= ENTRIES SUPPLIED =
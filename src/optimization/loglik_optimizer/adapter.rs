//! Adapters that expose a user `LogLikelihood` as an `argmin` problem.
//!
//! Maximizing an objective `ℓ(θ)` becomes minimizing `c(θ) = -ℓ(θ)`.
//! Two flavors exist:
//!
//! - [`ArgMinAdapter`] for gradient-based solvers (L-BFGS). A failing or
//!   non-finite evaluation is a hard error, which lets the line search fail
//!   fast and hand control to the fallback path.
//! - [`SimplexAdapter`] for the derivative-free Nelder–Mead fallback. Here an
//!   infeasible point is not an error but a very large cost, so the simplex
//!   simply contracts away from it.
use std::cell::RefCell;

use crate::optimization::{
    errors::OptError,
    loglik_optimizer::{
        finite_diff::run_fd_diff,
        traits::{LogLikelihood, validate_grad},
        types::{Cost, Grad, Theta},
    },
};
use argmin::core::{CostFunction, Error, Gradient};
use finitediff::FiniteDiff;

/// Cost assigned by [`SimplexAdapter`] to points where the objective cannot
/// be evaluated.
pub const INFEASIBLE_COST: f64 = 1e300;

/// Bridges a user `LogLikelihood` to `argmin`'s `CostFunction` and `Gradient`.
///
/// - `CostFunction::cost` returns `-ℓ(θ)`.
/// - `Gradient::gradient` returns:
///   - `-∇ℓ(θ)` if the user provides an analytic gradient, or
///   - a finite-difference gradient of the cost (no sign flip needed).
#[derive(Debug, Clone)]
pub struct ArgMinAdapter<'a, F: LogLikelihood> {
    pub f: &'a F,
    pub data: &'a F::Data,
}

impl<'a, F: LogLikelihood> ArgMinAdapter<'a, F> {
    /// Construct a new adapter over a user `LogLikelihood` and its data.
    pub fn new(f: &'a F, data: &'a F::Data) -> Self {
        Self { f, data }
    }
}

impl<'a, F: LogLikelihood> CostFunction for ArgMinAdapter<'a, F> {
    type Param = Theta;
    type Output = Cost;

    /// Evaluate `c(θ) = -ℓ(θ)`.
    ///
    /// # Errors
    /// - Propagates any `OptError` from the user's `value`.
    /// - `OptError::NonFiniteCost` when `ℓ(θ)` is NaN or infinite.
    fn cost(&self, theta: &Self::Param) -> Result<Self::Output, Error> {
        let output = self.f.value(theta, self.data)?;
        if !output.is_finite() {
            return Err((OptError::NonFiniteCost { value: output }).into());
        }
        Ok(-output)
    }
}

impl<'a, F: LogLikelihood> Gradient for ArgMinAdapter<'a, F> {
    type Param = Theta;
    type Gradient = Grad;

    /// Evaluate the gradient of the cost at `θ`.
    ///
    /// With an analytic `grad` the result is validated and negated. Without
    /// one, central differences of the cost are tried first; if any cost
    /// evaluation failed or the result is non-finite, forward differences are
    /// used instead (see [`run_fd_diff`]).
    ///
    /// The finite-difference closure must return `f64`, so the first error it
    /// meets is parked in `closure_err` and `NaN` is returned in its place.
    fn gradient(&self, theta: &Self::Param) -> Result<Self::Gradient, Error> {
        let dim = theta.len();
        match self.f.grad(theta, self.data) {
            Ok(g) => {
                validate_grad(&g, dim)?;
                Ok(-g)
            }
            Err(OptError::GradientNotImplemented) => {
                let closure_err: RefCell<Option<Error>> = RefCell::new(None);
                let cost_func = |theta: &Theta| -> f64 {
                    match self.cost(theta) {
                        Ok(val) => val,
                        Err(e) => {
                            let mut slot = closure_err.borrow_mut();
                            if slot.is_none() {
                                *slot = Some(e);
                            }
                            f64::NAN
                        }
                    }
                };
                let fd_grad = theta.central_diff(&cost_func);
                if closure_err.borrow().is_none() && validate_grad(&fd_grad, dim).is_ok() {
                    return Ok(fd_grad);
                }
                Ok(run_fd_diff(theta, &cost_func, &closure_err)?)
            }
            Err(e) => Err(e.into()),
        }
    }
}

/// Derivative-free view of a `LogLikelihood` for simplex methods.
///
/// Infeasible evaluations (errors or non-finite values) are mapped to
/// [`INFEASIBLE_COST`] instead of aborting the run.
#[derive(Debug, Clone)]
pub struct SimplexAdapter<'a, F: LogLikelihood> {
    pub f: &'a F,
    pub data: &'a F::Data,
}

impl<'a, F: LogLikelihood> SimplexAdapter<'a, F> {
    pub fn new(f: &'a F, data: &'a F::Data) -> Self {
        Self { f, data }
    }
}

impl<'a, F: LogLikelihood> CostFunction for SimplexAdapter<'a, F> {
    type Param = Theta;
    type Output = Cost;

    fn cost(&self, theta: &Self::Param) -> Result<Self::Output, Error> {
        match self.f.value(theta, self.data) {
            Ok(v) if v.is_finite() => Ok(-v),
            _ => Ok(INFEASIBLE_COST),
        }
    }
}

= WHAT YOU SHOULD DO =
Check each line of the records above, and copy those that hold the word "slot".

= RESULT OF THE TASK =
                            let mut slot = closure_err.borrow_mut();
                            if slot.is_none() {
                                *slot = Some(e);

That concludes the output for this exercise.